If a line in the records below contains "display", copy that line.

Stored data

---+---

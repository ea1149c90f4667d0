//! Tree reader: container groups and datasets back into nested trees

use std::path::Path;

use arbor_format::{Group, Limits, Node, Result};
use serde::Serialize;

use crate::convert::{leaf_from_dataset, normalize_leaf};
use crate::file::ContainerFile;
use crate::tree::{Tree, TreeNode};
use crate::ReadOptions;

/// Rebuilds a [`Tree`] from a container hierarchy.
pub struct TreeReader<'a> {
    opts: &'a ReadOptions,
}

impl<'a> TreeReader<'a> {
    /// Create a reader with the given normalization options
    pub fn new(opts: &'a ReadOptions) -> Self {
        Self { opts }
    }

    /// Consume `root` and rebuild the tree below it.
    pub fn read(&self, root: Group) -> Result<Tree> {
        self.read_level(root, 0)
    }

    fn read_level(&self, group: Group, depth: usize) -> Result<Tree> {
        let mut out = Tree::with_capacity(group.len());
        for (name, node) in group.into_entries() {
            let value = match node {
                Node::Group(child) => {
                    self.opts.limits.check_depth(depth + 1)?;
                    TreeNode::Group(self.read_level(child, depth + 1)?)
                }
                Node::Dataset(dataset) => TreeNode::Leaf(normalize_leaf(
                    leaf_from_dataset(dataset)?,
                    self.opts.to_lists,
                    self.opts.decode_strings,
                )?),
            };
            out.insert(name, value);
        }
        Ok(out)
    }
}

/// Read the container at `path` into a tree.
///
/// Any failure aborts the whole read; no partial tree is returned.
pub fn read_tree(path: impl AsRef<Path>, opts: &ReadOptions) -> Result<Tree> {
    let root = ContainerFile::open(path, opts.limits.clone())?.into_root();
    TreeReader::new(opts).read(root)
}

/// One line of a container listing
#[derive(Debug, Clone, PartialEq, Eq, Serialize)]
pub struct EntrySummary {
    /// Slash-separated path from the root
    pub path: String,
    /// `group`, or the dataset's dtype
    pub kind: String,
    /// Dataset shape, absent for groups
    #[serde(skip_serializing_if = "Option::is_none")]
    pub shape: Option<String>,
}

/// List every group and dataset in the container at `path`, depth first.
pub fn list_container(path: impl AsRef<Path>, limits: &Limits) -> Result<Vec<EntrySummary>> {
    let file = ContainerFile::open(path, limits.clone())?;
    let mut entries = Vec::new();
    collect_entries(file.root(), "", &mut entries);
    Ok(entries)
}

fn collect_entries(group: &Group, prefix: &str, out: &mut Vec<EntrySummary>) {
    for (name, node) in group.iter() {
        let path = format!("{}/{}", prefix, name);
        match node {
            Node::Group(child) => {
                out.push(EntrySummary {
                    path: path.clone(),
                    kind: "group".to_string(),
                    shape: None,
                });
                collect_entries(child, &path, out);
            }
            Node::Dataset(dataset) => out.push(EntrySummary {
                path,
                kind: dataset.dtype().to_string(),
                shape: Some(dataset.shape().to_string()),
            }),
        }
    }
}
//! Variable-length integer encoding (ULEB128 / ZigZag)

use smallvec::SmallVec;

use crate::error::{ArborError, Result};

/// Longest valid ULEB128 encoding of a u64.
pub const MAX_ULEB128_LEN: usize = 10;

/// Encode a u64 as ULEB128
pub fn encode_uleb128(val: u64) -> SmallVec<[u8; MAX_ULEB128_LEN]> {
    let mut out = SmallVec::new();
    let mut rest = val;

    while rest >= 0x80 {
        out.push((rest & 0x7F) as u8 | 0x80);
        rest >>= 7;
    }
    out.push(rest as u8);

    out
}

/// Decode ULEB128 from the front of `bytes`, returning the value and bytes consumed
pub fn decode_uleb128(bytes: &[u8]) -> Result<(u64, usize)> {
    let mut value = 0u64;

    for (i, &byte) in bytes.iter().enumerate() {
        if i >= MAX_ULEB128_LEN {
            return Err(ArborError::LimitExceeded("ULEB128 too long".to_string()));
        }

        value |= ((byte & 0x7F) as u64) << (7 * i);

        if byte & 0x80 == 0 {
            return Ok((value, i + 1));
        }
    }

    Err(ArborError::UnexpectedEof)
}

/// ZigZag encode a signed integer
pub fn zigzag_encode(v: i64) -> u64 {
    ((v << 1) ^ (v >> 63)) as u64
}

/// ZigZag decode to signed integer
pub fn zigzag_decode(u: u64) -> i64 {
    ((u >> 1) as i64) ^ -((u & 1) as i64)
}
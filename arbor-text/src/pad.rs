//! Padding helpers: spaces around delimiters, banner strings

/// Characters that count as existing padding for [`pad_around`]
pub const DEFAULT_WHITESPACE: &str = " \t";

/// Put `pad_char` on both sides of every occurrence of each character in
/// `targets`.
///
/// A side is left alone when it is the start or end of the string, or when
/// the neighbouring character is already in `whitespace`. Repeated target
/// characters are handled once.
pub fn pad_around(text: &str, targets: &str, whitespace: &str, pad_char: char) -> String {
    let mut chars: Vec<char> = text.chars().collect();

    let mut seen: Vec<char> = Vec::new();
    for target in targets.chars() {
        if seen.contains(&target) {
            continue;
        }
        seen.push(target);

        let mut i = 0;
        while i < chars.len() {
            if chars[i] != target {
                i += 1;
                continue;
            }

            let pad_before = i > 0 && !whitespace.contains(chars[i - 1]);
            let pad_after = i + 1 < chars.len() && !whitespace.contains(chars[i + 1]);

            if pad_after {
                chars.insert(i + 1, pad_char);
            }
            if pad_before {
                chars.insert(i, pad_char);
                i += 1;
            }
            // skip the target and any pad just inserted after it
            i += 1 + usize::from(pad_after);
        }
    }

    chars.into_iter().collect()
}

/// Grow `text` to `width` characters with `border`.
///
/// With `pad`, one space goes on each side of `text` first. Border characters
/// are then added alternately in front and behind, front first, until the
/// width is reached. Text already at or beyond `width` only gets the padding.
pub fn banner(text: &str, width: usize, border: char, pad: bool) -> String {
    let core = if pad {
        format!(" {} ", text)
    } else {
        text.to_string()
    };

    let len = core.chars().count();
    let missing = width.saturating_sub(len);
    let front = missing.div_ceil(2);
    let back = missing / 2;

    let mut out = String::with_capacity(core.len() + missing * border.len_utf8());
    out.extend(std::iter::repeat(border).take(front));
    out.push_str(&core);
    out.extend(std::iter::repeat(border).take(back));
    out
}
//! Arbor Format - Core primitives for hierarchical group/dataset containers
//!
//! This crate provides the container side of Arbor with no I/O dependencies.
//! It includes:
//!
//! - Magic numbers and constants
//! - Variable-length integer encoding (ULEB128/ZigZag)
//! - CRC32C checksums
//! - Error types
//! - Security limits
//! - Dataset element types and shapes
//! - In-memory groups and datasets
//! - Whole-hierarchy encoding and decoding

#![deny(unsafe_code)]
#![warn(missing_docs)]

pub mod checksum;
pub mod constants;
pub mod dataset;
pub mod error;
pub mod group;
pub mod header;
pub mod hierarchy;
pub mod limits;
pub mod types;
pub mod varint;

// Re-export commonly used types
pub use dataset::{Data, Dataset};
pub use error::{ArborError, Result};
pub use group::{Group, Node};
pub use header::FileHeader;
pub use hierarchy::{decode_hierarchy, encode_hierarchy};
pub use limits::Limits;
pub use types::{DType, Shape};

---+---

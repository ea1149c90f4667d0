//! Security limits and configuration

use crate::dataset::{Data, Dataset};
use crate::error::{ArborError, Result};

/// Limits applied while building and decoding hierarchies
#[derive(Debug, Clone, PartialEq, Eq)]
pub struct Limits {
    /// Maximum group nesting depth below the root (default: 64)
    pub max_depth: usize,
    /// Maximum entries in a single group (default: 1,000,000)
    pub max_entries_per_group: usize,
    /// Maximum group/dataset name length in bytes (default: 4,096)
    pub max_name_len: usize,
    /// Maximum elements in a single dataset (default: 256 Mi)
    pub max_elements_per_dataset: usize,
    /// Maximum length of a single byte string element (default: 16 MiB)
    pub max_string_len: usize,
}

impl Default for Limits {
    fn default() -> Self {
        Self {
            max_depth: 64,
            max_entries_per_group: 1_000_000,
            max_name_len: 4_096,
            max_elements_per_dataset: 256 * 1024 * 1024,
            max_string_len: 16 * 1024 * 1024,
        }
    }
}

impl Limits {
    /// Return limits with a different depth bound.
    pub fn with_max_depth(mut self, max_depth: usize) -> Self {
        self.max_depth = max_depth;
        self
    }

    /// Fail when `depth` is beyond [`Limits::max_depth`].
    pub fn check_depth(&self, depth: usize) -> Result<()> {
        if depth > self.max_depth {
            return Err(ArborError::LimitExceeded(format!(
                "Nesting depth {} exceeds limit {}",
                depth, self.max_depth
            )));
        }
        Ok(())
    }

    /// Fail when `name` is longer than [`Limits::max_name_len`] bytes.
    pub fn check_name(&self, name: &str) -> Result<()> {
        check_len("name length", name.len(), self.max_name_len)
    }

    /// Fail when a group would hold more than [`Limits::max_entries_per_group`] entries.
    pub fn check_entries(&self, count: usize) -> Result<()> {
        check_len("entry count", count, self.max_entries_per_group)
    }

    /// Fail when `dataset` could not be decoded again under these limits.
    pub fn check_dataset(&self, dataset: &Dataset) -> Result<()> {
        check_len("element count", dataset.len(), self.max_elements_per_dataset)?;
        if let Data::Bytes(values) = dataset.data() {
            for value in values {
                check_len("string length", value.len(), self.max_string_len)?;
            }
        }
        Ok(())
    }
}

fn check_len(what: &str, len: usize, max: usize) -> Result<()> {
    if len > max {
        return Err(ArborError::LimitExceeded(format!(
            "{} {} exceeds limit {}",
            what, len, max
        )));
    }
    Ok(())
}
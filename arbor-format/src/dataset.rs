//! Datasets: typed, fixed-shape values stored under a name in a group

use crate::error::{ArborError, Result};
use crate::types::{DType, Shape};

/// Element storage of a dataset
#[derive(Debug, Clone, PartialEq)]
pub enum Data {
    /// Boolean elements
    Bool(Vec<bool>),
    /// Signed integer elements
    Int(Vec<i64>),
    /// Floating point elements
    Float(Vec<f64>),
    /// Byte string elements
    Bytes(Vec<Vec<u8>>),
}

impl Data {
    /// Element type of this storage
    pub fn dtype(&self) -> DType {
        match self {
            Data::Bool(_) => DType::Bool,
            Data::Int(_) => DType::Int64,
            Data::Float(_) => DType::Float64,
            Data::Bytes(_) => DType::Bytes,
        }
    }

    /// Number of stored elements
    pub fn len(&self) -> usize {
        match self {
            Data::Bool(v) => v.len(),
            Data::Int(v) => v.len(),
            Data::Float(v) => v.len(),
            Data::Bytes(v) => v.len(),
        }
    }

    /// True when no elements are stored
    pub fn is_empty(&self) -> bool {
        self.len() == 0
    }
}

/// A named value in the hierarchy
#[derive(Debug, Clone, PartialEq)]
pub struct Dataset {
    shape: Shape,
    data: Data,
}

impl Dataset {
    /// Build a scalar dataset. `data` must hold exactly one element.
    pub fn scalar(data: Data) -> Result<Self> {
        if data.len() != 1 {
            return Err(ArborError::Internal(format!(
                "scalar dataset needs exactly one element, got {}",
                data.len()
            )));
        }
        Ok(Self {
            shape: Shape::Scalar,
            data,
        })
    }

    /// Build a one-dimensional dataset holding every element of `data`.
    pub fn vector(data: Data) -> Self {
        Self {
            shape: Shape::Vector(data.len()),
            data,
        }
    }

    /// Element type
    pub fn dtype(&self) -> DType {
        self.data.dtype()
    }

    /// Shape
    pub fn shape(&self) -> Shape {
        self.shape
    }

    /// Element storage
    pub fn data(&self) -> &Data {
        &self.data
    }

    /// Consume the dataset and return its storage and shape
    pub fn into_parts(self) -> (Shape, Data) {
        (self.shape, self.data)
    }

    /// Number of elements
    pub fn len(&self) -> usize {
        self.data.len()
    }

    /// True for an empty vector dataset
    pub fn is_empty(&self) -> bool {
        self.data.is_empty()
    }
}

---+---

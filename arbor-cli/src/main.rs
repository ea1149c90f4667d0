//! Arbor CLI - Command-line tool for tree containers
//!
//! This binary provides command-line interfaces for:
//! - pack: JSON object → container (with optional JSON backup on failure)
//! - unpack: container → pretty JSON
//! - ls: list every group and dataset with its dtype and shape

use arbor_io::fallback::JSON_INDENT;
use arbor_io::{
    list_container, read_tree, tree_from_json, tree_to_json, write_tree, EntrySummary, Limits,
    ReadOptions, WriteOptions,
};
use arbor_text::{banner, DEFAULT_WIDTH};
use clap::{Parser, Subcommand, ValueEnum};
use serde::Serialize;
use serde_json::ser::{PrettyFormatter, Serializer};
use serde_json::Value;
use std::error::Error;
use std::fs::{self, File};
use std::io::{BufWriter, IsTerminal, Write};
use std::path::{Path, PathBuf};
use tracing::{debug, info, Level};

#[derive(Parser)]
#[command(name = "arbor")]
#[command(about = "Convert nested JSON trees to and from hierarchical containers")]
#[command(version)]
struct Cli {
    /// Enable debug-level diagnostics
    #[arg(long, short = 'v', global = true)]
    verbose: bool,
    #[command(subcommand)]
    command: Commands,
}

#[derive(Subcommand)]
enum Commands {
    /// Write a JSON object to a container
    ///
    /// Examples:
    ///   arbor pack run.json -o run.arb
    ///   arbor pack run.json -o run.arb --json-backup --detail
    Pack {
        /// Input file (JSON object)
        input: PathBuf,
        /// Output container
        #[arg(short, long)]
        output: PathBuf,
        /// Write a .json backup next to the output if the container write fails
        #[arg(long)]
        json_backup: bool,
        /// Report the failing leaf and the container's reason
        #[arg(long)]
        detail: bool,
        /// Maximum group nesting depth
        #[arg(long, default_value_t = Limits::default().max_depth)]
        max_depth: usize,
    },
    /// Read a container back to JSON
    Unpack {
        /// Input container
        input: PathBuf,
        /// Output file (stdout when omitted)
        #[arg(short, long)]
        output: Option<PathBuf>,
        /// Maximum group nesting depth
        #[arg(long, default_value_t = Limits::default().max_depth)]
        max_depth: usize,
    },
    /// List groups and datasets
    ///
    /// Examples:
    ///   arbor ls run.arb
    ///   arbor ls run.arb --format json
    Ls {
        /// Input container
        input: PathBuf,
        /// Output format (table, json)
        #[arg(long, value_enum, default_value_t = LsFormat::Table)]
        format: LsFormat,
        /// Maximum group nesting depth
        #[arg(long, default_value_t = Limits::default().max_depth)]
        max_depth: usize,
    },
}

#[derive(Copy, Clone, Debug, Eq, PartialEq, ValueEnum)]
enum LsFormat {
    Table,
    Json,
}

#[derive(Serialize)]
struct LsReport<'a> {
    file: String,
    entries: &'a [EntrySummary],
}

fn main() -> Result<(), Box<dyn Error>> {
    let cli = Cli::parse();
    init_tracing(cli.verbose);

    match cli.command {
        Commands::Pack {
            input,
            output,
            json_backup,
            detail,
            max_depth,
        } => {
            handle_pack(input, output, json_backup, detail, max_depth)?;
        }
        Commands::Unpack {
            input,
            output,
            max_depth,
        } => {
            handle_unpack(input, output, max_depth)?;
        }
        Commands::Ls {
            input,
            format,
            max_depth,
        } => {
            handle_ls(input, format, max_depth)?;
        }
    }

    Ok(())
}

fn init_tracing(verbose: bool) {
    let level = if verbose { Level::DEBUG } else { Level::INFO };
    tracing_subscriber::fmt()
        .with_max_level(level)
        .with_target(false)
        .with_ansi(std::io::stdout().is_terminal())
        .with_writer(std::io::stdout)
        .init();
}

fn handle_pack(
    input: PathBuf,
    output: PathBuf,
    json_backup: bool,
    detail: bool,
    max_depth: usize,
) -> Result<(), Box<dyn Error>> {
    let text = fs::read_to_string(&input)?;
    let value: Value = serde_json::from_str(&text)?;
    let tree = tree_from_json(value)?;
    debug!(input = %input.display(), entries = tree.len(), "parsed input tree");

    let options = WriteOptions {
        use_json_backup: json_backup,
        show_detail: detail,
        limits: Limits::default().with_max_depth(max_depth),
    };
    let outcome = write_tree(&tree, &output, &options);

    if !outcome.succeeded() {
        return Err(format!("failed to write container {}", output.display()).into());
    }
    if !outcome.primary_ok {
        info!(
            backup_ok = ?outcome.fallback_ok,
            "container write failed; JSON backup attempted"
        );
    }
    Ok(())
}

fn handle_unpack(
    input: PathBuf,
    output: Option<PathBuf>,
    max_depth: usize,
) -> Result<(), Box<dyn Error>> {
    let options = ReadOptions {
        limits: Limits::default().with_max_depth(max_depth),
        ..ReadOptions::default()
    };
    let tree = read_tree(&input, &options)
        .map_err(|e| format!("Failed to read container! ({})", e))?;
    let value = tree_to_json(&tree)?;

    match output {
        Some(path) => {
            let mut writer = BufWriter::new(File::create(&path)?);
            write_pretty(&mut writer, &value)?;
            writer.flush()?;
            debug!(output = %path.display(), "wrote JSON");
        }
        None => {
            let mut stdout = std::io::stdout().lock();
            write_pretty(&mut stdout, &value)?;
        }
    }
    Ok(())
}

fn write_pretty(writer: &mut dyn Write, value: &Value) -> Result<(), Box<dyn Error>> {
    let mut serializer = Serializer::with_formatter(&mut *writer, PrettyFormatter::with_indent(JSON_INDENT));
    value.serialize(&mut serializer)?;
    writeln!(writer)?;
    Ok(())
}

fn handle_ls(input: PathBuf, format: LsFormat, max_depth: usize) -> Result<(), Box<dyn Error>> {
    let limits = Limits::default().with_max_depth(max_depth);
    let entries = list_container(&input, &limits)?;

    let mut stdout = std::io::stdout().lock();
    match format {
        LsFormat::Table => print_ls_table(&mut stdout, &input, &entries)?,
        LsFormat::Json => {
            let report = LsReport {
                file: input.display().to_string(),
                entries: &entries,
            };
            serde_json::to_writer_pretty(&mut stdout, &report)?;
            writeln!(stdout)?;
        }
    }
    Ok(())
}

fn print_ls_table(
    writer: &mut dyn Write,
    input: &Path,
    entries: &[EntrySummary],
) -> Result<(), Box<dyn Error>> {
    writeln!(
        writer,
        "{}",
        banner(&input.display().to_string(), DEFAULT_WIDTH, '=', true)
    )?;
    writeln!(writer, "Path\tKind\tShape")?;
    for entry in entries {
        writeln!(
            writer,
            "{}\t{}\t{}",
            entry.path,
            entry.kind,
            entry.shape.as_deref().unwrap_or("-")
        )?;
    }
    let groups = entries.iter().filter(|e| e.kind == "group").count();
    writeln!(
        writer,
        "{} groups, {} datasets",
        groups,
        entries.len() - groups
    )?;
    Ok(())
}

---+---

Task output:
    debug!(input = %input.display(), entries = tree.len(), "parsed input tree");
        return Err(format!("failed to write container {}", output.display()).into());
            debug!(output = %path.display(), "wrote JSON");
                file: input.display().to_string(),
        banner(&input.display().to_string(), DEFAULT_WIDTH, '=', true)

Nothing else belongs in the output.